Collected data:
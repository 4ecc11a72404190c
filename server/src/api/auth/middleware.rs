//! Authentication middleware
//!
//! Verifies the bearer token, re-reads the user row and injects the
//! resulting [`Actor`] into request extensions.

use std::sync::Arc;

use axum::Json;
use axum::extract::{Request, State};
use axum::http::{StatusCode, header};
use axum::middleware::Next;
use axum::response::{IntoResponse, Response};
use serde_json::json;

use super::jwt::{JwtError, validate_token};
use crate::data::Database;
use crate::data::types::Actor;

/// Authentication error response
#[derive(Debug)]
pub struct AuthError {
    pub status: StatusCode,
    pub code: &'static str,
    pub message: String,
}

impl AuthError {
    pub fn required() -> Self {
        Self {
            status: StatusCode::UNAUTHORIZED,
            code: "AUTH_REQUIRED",
            message: "Authentication required".to_string(),
        }
    }

    pub fn expired() -> Self {
        Self {
            status: StatusCode::UNAUTHORIZED,
            code: "TOKEN_EXPIRED",
            message: "Token has expired".to_string(),
        }
    }

    pub fn invalid() -> Self {
        Self {
            status: StatusCode::UNAUTHORIZED,
            code: "TOKEN_INVALID",
            message: "Invalid token".to_string(),
        }
    }

    pub fn inactive() -> Self {
        Self {
            status: StatusCode::FORBIDDEN,
            code: "ACCOUNT_INACTIVE",
            message: "Account is inactive".to_string(),
        }
    }

    pub fn unavailable() -> Self {
        Self {
            status: StatusCode::SERVICE_UNAVAILABLE,
            code: "SERVICE_UNAVAILABLE",
            message: "Storage is temporarily unavailable".to_string(),
        }
    }
}

impl IntoResponse for AuthError {
    fn into_response(self) -> Response {
        let body = json!({
            "success": false,
            "code": self.code,
            "message": self.message,
        });
        (self.status, Json(body)).into_response()
    }
}

/// Shared auth state for middleware
#[derive(Clone)]
pub struct AuthState {
    pub database: Arc<Database>,
    pub signing_key: Arc<Vec<u8>>,
}

/// Require a valid bearer token and an active user.
///
/// The token only identifies the user; role and status come from the
/// current user row.
pub async fn require_auth(
    State(state): State<AuthState>,
    mut request: Request,
    next: Next,
) -> Result<Response, AuthError> {
    let token = request
        .headers()
        .get(header::AUTHORIZATION)
        .and_then(|v| v.to_str().ok())
        .and_then(|v| v.strip_prefix("Bearer "))
        .map(str::trim)
        .filter(|t| !t.is_empty())
        .ok_or_else(AuthError::required)?;

    let claims = validate_token(token, &state.signing_key).map_err(|e| match e {
        JwtError::Expired => AuthError::expired(),
        _ => AuthError::invalid(),
    })?;
    let user_id = claims.user_id().ok_or_else(AuthError::invalid)?;

    let row = state
        .database
        .repository()
        .get_user(user_id)
        .await
        .map_err(|e| {
            tracing::error!(user_id, error = %e, "Failed to load actor");
            AuthError::unavailable()
        })?
        .ok_or_else(AuthError::invalid)?;

    let actor = Actor::from_row(&row).ok_or_else(|| {
        tracing::warn!(user_id, role = %row.role, status = %row.status, "Unrecognized user role or status");
        AuthError::invalid()
    })?;
    if !actor.is_active() {
        return Err(AuthError::inactive());
    }

    if claims.role != actor.role.as_str() {
        tracing::debug!(user_id, token_role = %claims.role, "Token role differs from stored role");
    }

    request.extensions_mut().insert(actor);
    Ok(next.run(request).await)
}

TASK GOAL ▸ Without altering a single word, set down all the entries again.

SOLUTION BELOW ▸
repository 4ecc11a72404190c
filename server/src/api/auth/middleware.rs
//! Authentication middleware
//!
//! Verifies the bearer token, re-reads the user row and injects the
//! resulting [`Actor`] into request extensions.

use std::sync::Arc;

use axum::Json;
use axum::extract::{Request, State};
use axum::http::{StatusCode, header};
use axum::middleware::Next;
use axum::response::{IntoResponse, Response};
use serde_json::json;

use super::jwt::{JwtError, validate_token};
use crate::data::Database;
use crate::data::types::Actor;

/// Authentication error response
#[derive(Debug)]
pub struct AuthError {
    pub status: StatusCode,
    pub code: &'static str,
    pub message: String,
}

impl AuthError {
    pub fn required() -> Self {
        Self {
            status: StatusCode::UNAUTHORIZED,
            code: "AUTH_REQUIRED",
            message: "Authentication required".to_string(),
        }
    }

    pub fn expired() -> Self {
        Self {
            status: StatusCode::UNAUTHORIZED,
            code: "TOKEN_EXPIRED",
            message: "Token has expired".to_string(),
        }
    }

    pub fn invalid() -> Self {
        Self {
            status: StatusCode::UNAUTHORIZED,
            code: "TOKEN_INVALID",
            message: "Invalid token".to_string(),
        }
    }

    pub fn inactive() -> Self {
        Self {
            status: StatusCode::FORBIDDEN,
            code: "ACCOUNT_INACTIVE",
            message: "Account is inactive".to_string(),
        }
    }

    pub fn unavailable() -> Self {
        Self {
            status: StatusCode::SERVICE_UNAVAILABLE,
            code: "SERVICE_UNAVAILABLE",
            message: "Storage is temporarily unavailable".to_string(),
        }
    }
}

impl IntoResponse for AuthError {
    fn into_response(self) -> Response {
        let body = json!({
            "success": false,
            "code": self.code,
            "message": self.message,
        });
        (self.status, Json(body)).into_response()
    }
}

/// Shared auth state for middleware
#[derive(Clone)]
pub struct AuthState {
    pub database: Arc<Database>,
    pub signing_key: Arc<Vec<u8>>,
}

/// Require a valid bearer token and an active user.
///
/// The token only identifies the user; role and status come from the
/// current user row.
pub async fn require_auth(
    State(state): State<AuthState>,
    mut request: Request,
    next: Next,
) -> Result<Response, AuthError> {
    let token = request
        .headers()
        .get(header::AUTHORIZATION)
        .and_then(|v| v.to_str().ok())
        .and_then(|v| v.strip_prefix("Bearer "))
        .map(str::trim)
        .filter(|t| !t.is_empty())
        .ok_or_else(AuthError::required)?;

    let claims = validate_token(token, &state.signing_key).map_err(|e| match e {
        JwtError::Expired => AuthError::expired(),
        _ => AuthError::invalid(),
    })?;
    let user_id = claims.user_id().ok_or_else(AuthError::invalid)?;

    let row = state
        .database
        .repository()
        .get_user(user_id)
        .await
        .map_err(|e| {
            tracing::error!(user_id, error = %e, "Failed to load actor");
            AuthError::unavailable()
        })?
        .ok_or_else(AuthError::invalid)?;

    let actor = Actor::from_row(&row).ok_or_else(|| {
        tracing::warn!(user_id, role = %row.role, status = %row.status, "Unrecognized user role or status");
        AuthError::invalid()
    })?;
    if !actor.is_active() {
        return Err(AuthError::inactive());
    }

    if claims.role != actor.role.as_str() {
        tracing::debug!(user_id, token_role = %claims.role, "Token role differs from stored role");
    }

    request.extensions_mut().insert(actor);
    Ok(next.run(request).await)
}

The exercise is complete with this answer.